Media General Reports May 2007 Revenues; Provides Second-Quarter Outlook

RICHMOND, Va. – Media General, Inc. (NYSE: MEG) today reported May 2007 total revenues of $75.4 million, a 2.8 percent increase from May 2006, including the revenues of four NBC television stations acquired June 26, 2006.  Excluding the new stations, total revenues declined 7.8 percent.  By business segment, Publishing Division total revenues decreased 12.8 percent.  Broadcast Division total revenues increased 31.3 percent, including the new stations, and decreased 1.9 percent, excluding the new stations.  Interactive Media Division total revenues rose 43.1 percent.

“The economic downturn in Florida continues to hamper our Tampa operations.  This situation is affecting the performance of all three divisions as a result of lower results at The Tampa Tribune, WFLA-TV, and,” said Marshall N. Morton, president and chief executive officer.  “We have implemented a performance improvement plan in Tampa to better align expenses with the current revenue environment, as previously announced, and we are assessing other opportunities.

“Publishing Division results in May reflected continued significant weakness in Classified advertising.  We were very disappointed to see the Retail category decline, a reflection of major retailers holding back on spending in virtually every market.  We saw a few bright spots in May, including increases in real estate Classified advertising in Richmond, a market that has not yet been severely affected by the national housing downturn.  In addition, National revenues increased at The Richmond Times-Dispatch, the Winston-Salem Journal and in our community newspaper group; however, these increases were offset by a decline at The Tampa Tribune,” said Mr. Morton. 

“In the Broadcast Division, lower same-station gross time sales mostly reflected a $1.2 million decline in Political revenues from May 2006.  Higher National time sales were offset by lower Local time sales.  The performance of our new NBC stations was again short of our expectations, partially due to the ongoing weakness in the primetime line-up.  In addition, these stations are being integrated into Media General systems and they are not fully up to the level we expect to see by early next year. We’ve also launched new initiatives at all four stations that are designed to further enhance their ratings.  Weak market conditions in Columbus and Raleigh further challenged those two stations in May.  Overall in our Broadcast business, shrinking automotive advertising budgets, higher levels of order cancellations, and ad dollars being deferred until later in the year are all having an unfavorable impact,” said Mr. Morton.

“To mitigate the effect of the advertising downturn, in addition to Tampa’s performance improvement plan, we have frozen hiring on most open positions, except sales jobs, which we are accelerating our efforts to fill.  We are reducing discretionary spending wherever possible and have asked all of our properties to accelerate new product introductions and intensify their focus on new revenue development,” said Mr. Morton.

“We continue to be pleased with the growth of our Interactive Media Division.  May’s results were driven mostly by strong Local and National/Regional spending and a significant increase in advergaming revenues.  Softness in Classified advertising was partially offset by our new employment initiative with Yahoo!HotJobs.  Page views and visitor sessions increased 24 percent and 31 percent, respectively, including the new NBC station Web sites,” said Mr. Morton.

Publishing Division

Newspaper advertising revenues in May declined $6.1 million, or 14.9 percent, due to lower spending in all advertising categories.
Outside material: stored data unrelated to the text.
use log::{debug, info};

use crate::{
    connection::peer_session::{PeerSession, SessionEvents},
    messages::{message::Message, message_type::MessageType},
    types::{ClientId, SeqNum},
    world::{
        node::{
            authority::ReplicationContext,
            game_object::{GameObject, Phase},
            replicated_node::{initialize_object, step_object},
        },
        value::channel_kind::ChannelKind,
    },
    Instant,
};

/// First id the host hands out to joining clients
pub const FIRST_CLIENT_ID: ClientId = 1;

/// Drives one peer's replication: owns the session, the root of the object
/// tree and the tick counter, and runs them in tick order
pub struct Replicator {
    context: ReplicationContext,
    session: PeerSession,
    root: Box<dyn GameObject>,
    seq_num: SeqNum,
    next_client_id: ClientId,
}

impl Replicator {
    pub fn new(context: &ReplicationContext, mut session: PeerSession, mut root: Box<dyn GameObject>) -> Self {
        initialize_object(root.as_mut());

        if !context.is_host() {
            let identity_context = context.clone();
            session.register_callback(MessageType::Identity, move |peer, message| {
                info!("Assigned client id {:?} by {}", message.client_id(), peer);
                identity_context.set_client_id(message.client_id());
            });
        }

        Self {
            context: context.clone(),
            session,
            root,
            seq_num: 0,
            next_client_id: FIRST_CLIENT_ID,
        }
    }

    pub fn context(&self) -> &ReplicationContext {
        &self.context
    }

    pub fn session(&self) -> &PeerSession {
        &self.session
    }

    pub fn session_mut(&mut self) -> &mut PeerSession {
        &mut self.session
    }

    pub fn root(&self) -> &dyn GameObject {
        self.root.as_ref()
    }

    pub fn root_mut(&mut self) -> &mut dyn GameObject {
        self.root.as_mut()
    }

    pub fn seq_num(&self) -> SeqNum {
        self.seq_num
    }

    /// Runs one tick: drain the session, import remote state, step the tree,
    /// then snapshot and publish. Returns what the session reported.
    pub fn tick(&mut self, now: &Instant, millis: f64) -> SessionEvents {
        self.seq_num += 1;
        let seq_num = self.seq_num;
        let is_host = self.context.is_host();

        let events = self.session.pre_update(now);

        if is_host {
            for name in &events.joined {
                let id = self.next_client_id;
                self.next_client_id += 1;
                self.session.assign_id(name, id);
                self.session
                    .send(name, ChannelKind::Reliable, &Message::identity(id));
            }
        }

        // The host re-publishes relayed values in its own seq domain. Staleness
        // is still judged against the sender's seq.
        for inbound in &events.messages {
            let message = &inbound.message;
            if is_host {
                self.root
                    .node_mut()
                    .import_relayed(message.data(), message.seq_num(), seq_num);
            } else {
                self.root
                    .node_mut()
                    .import_data(message.data(), message.seq_num());
            }
        }

        for phase in Phase::ALL {
            step_object(self.root.as_mut(), phase, millis);
        }
        self.root.node_mut().cleanup();

        self.root.node_mut().update_data(seq_num);
        for kind in [ChannelKind::Reliable, ChannelKind::Unreliable] {
            let (data, has_data) = self.root.node_mut().data_map(kind, seq_num, now);
            if has_data {
                self.session.broadcast(kind, &Message::game_state(seq_num, data));
            }
        }

        if !events.joined.is_empty() {
            let (data, _) = self.root.node_mut().data_map(ChannelKind::Init, seq_num, now);
            for name in &events.joined {
                debug!("Sending snapshot to {} at seq {}", name, seq_num);
                self.session.send(
                    name,
                    ChannelKind::Init,
                    &Message::game_state(seq_num, data.clone()),
                );
            }
        }

        events
    }

    /// Says goodbye to every peer
    pub fn disconnect(&mut self) {
        self.session.disconnect_all();
    }
}
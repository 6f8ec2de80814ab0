use std::{cell::Cell, fmt, rc::Rc};

use crate::types::ClientId;

/// Who may author a node's values on the wire
#[derive(Clone, Copy, Debug, PartialEq, Eq, Hash)]
pub enum NetworkBehavior {
    /// Authors values locally and pushes them out
    Source,
    /// Only ever accepts remote writes
    Copy,
    /// Host forwarding a value authored by a client; re-validates and re-broadcasts
    Relay,
    /// Excluded from the wire, locally authoritative
    Offline,
}

impl NetworkBehavior {
    /// `client_id_matches` is `None` for host-authored nodes, and otherwise
    /// whether the owning client is the local one
    pub fn derive(is_offline: bool, is_host: bool, client_id_matches: Option<bool>) -> Self {
        if is_offline {
            return NetworkBehavior::Offline;
        }
        match client_id_matches {
            None if is_host => NetworkBehavior::Source,
            None => NetworkBehavior::Copy,
            Some(true) => NetworkBehavior::Source,
            Some(false) if is_host => NetworkBehavior::Relay,
            Some(false) => NetworkBehavior::Copy,
        }
    }

    pub fn is_source(&self) -> bool {
        matches!(self, NetworkBehavior::Source | NetworkBehavior::Offline)
    }

    pub fn should_broadcast(&self) -> bool {
        matches!(self, NetworkBehavior::Source | NetworkBehavior::Relay)
    }
}

struct ContextInner {
    is_host: Cell<bool>,
    client_id: Cell<Option<ClientId>>,
}

/// Handle carrying the local peer's identity, shared by every node built
/// from it. The client id is assigned after connecting, so it can change.
#[derive(Clone)]
pub struct ReplicationContext {
    inner: Rc<ContextInner>,
}

impl ReplicationContext {
    pub fn host() -> Self {
        Self::new(true, None)
    }

    pub fn client(client_id: Option<ClientId>) -> Self {
        Self::new(false, client_id)
    }

    pub fn new(is_host: bool, client_id: Option<ClientId>) -> Self {
        Self {
            inner: Rc::new(ContextInner {
                is_host: Cell::new(is_host),
                client_id: Cell::new(client_id),
            }),
        }
    }

    pub fn is_host(&self) -> bool {
        self.inner.is_host.get()
    }

    pub fn client_id(&self) -> Option<ClientId> {
        self.inner.client_id.get()
    }

    pub fn set_client_id(&self, client_id: Option<ClientId>) {
        self.inner.client_id.set(client_id);
    }

    pub fn set_host(&self, is_host: bool) {
        self.inner.is_host.set(is_host);
    }

    pub fn client_id_matches(&self, owner: ClientId) -> bool {
        self.client_id() == Some(owner)
    }
}

impl fmt::Debug for ReplicationContext {
    fn fmt(&self, f: &mut fmt::Formatter<'_>) -> fmt::Result {
        f.debug_struct("ReplicationContext")
            .field("is_host", &self.is_host())
            .field("client_id", &self.client_id())
            .finish()
    }
}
Classified advertising revenues decreased $3 million, or 16.9 percent.  This was principally due to a 38.2 percent decline at The Tampa Tribune, and declines of 3-3.5 percent across the rest of the division.

Employment linage at the company’s three metro newspapers decreased 27.8 percent.  This included declines of 41.5 percent at The Tampa Tribune, 19.4 percent at the Richmond Times-Dispatch, and 25.7 percent at the Winston-Salem Journal.

Automotive linage for the three metros decreased 18.8 percent, and included declines of 27.5 percent at The Tampa Tribune, 14.7 percent at the Richmond Times-Dispatch, and 0.7 percent at the Winston-Salem Journal, which has cycled through large cutbacks by automotive advertisers.

Real estate linage for the three metros was down 25.2 percent.  The Richmond Times-Dispatch generated a 12.5 percent increase, benefiting from continued solid advertising from real estate developers as well as the longer average periods that houses are remaining on the market.  The Tampa Tribune experienced a 46.7 percent decline and the Winston-Salem Journal was down 16.8 percent.

Retail advertising revenues in May decreased $2.5 million, or 13.1 percent.  The Tampa Tribune and its associated newspapers experienced a decline of 17.5 percent as a result of lower home improvement, financial, grocery store and medical advertising.  The Richmond Times-Dispatch reported a 9.9 percent decrease, due to lower drug store, department store and furniture advertising.  The Winston-Salem Journal reported a 17 percent decline, which included lower spending in the department store, grocery store and home improvement categories, and the Community newspaper group was down 10.2 percent.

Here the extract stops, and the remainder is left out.